(Source records)

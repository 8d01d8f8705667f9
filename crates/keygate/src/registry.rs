//! Name-keyed registries for pluggable collaborators.
//!
//! Registries are plain values built by the assembly code with explicit
//! `register` calls and handed to the manager by reference.

use std::collections::BTreeMap;

use crate::driver::{self, DriverFactory};
use crate::error::{NmError, Result};
use crate::hooks::{self, HookRef};
use crate::ipam::{self, AddresserFactory};
use crate::state::{self, StoreFactory};

/// What a registry holds; selects the unknown-name error.
#[derive(Debug, Clone, Copy, PartialEq, Eq)]
pub enum RegistryKind {
    /// State store factories.
    Store,
    /// Address allocator factories.
    Addresser,
    /// Interface-sync driver factories.
    Driver,
    /// Pre-approval hooks.
    Hook,
}

impl RegistryKind {
    fn label(self) -> &'static str {
        match self {
            Self::Store => "store",
            Self::Addresser => "addresser",
            Self::Driver => "driver",
            Self::Hook => "hook",
        }
    }

    fn unknown(self, name: &str) -> NmError {
        let name = name.to_string();
        match self {
            Self::Store => NmError::UnknownStore(name),
            Self::Addresser => NmError::UnknownAddresser(name),
            Self::Driver => NmError::UnknownDriver(name),
            Self::Hook => NmError::UnknownHook(name),
        }
    }
}

/// A map from unique names to entries of one kind.
pub struct Registry<T> {
    kind: RegistryKind,
    entries: BTreeMap<String, T>,
}

impl<T> Registry<T> {
    /// Creates an empty registry.
    #[must_use]
    pub fn new(kind: RegistryKind) -> Self {
        Self {
            kind,
            entries: BTreeMap::new(),
        }
    }

    /// Registers an entry under a unique name.
    ///
    /// # Errors
    ///
    /// Returns [`NmError::DuplicateName`] if the name is taken.
    pub fn register(&mut self, name: impl Into<String>, entry: T) -> Result<()> {
        let name = name.into();
        if self.entries.contains_key(&name) {
            return Err(NmError::DuplicateName {
                kind: self.kind.label(),
                name,
            });
        }
        self.entries.insert(name, entry);
        Ok(())
    }

    /// Looks up an entry by name.
    ///
    /// # Errors
    ///
    /// Returns the unknown-name error for this registry's kind.
    pub fn resolve(&self, name: &str) -> Result<&T> {
        self.entries.get(name).ok_or_else(|| self.kind.unknown(name))
    }

    /// Returns true if the name is registered.
    #[must_use]
    pub fn contains(&self, name: &str) -> bool {
        self.entries.contains_key(name)
    }

    /// Registered names in sorted order.
    pub fn names(&self) -> impl Iterator<Item = &str> {
        self.entries.keys().map(String::as_str)
    }

    /// The kind of entries held.
    #[must_use]
    pub fn kind(&self) -> RegistryKind {
        self.kind
    }
}

impl<T> std::fmt::Debug for Registry<T> {
    fn fmt(&self, f: &mut std::fmt::Formatter<'_>) -> std::fmt::Result {
        f.debug_struct("Registry")
            .field("kind", &self.kind)
            .field("names", &self.entries.keys().collect::<Vec<_>>())
            .finish()
    }
}

/// Every registry the manager draws from.
#[derive(Debug)]
pub struct Registries {
    /// State store factories by implementation name.
    pub stores: Registry<StoreFactory>,
    /// Address allocator factories by allocator kind.
    pub addressers: Registry<AddresserFactory>,
    /// Interface-sync driver factories by implementation name.
    pub drivers: Registry<DriverFactory>,
    /// Pre-approval hooks by name.
    pub hooks: Registry<HookRef>,
}

impl Registries {
    /// Creates empty registries.
    #[must_use]
    pub fn new() -> Self {
        Self {
            stores: Registry::new(RegistryKind::Store),
            addressers: Registry::new(RegistryKind::Addresser),
            drivers: Registry::new(RegistryKind::Driver),
            hooks: Registry::new(RegistryKind::Hook),
        }
    }

    /// Creates registries holding every built-in implementation.
    ///
    /// # Errors
    ///
    /// Returns an error only if two built-ins share a name.
    pub fn builtin() -> Result<Self> {
        let mut registries = Self::new();
        state::register_builtin(&mut registries.stores)?;
        ipam::register_builtin(&mut registries.addressers)?;
        driver::register_builtin(&mut registries.drivers)?;
        hooks::register_builtin(&mut registries.hooks)?;
        Ok(registries)
    }
}

impl Default for Registries {
    fn default() -> Self {
        Self::new()
    }
}

#[cfg(test)]
mod tests {
    use super::*;

    #[test]
    fn test_register_and_resolve() {
        let mut registry = Registry::new(RegistryKind::Driver);
        registry.register("log", 1u8).expect("register");
        assert_eq!(*registry.resolve("log").expect("resolve"), 1);
        assert!(registry.contains("log"));
    }

    #[test]
    fn test_register_rejects_duplicates() {
        let mut registry = Registry::new(RegistryKind::Store);
        registry.register("json", ()).expect("first register");
        let err = registry.register("json", ()).expect_err("duplicate");
        assert!(matches!(err, NmError::DuplicateName { kind: "store", .. }));
    }

    #[test]
    fn test_resolve_unknown_is_kind_specific() {
        let stores: Registry<()> = Registry::new(RegistryKind::Store);
        let addressers: Registry<()> = Registry::new(RegistryKind::Addresser);
        let drivers: Registry<()> = Registry::new(RegistryKind::Driver);
        let hooks: Registry<()> = Registry::new(RegistryKind::Hook);

        assert!(matches!(stores.resolve("x"), Err(NmError::UnknownStore(_))));
        assert!(matches!(
            addressers.resolve("x"),
            Err(NmError::UnknownAddresser(_))
        ));
        assert!(matches!(drivers.resolve("x"), Err(NmError::UnknownDriver(_))));
        assert!(matches!(hooks.resolve("x"), Err(NmError::UnknownHook(_))));
    }

    #[test]
    fn test_builtin_registries() {
        let registries = Registries::builtin().expect("builtin");
        assert!(registries.stores.contains("memory"));
        assert!(registries.stores.contains("json"));
        assert!(registries.addressers.contains("cidr-pool"));
        assert!(registries.drivers.contains("log"));
        assert!(registries.drivers.contains("wg-file"));
        assert!(registries.hooks.contains("wireguard-key"));
        assert!(registries.hooks.contains("require-owner"));
    }
}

▶ _TASK GOAL_
Locate the word "Result" in the data above. Copy every line carrying it.

▶ _SOLUTION_
use crate::error::{NmError, Result};
    pub fn register(&mut self, name: impl Into<String>, entry: T) -> Result<()> {
    pub fn resolve(&self, name: &str) -> Result<&T> {
    fn fmt(&self, f: &mut std::fmt::Formatter<'_>) -> std::fmt::Result {
    pub fn builtin() -> Result<Self> {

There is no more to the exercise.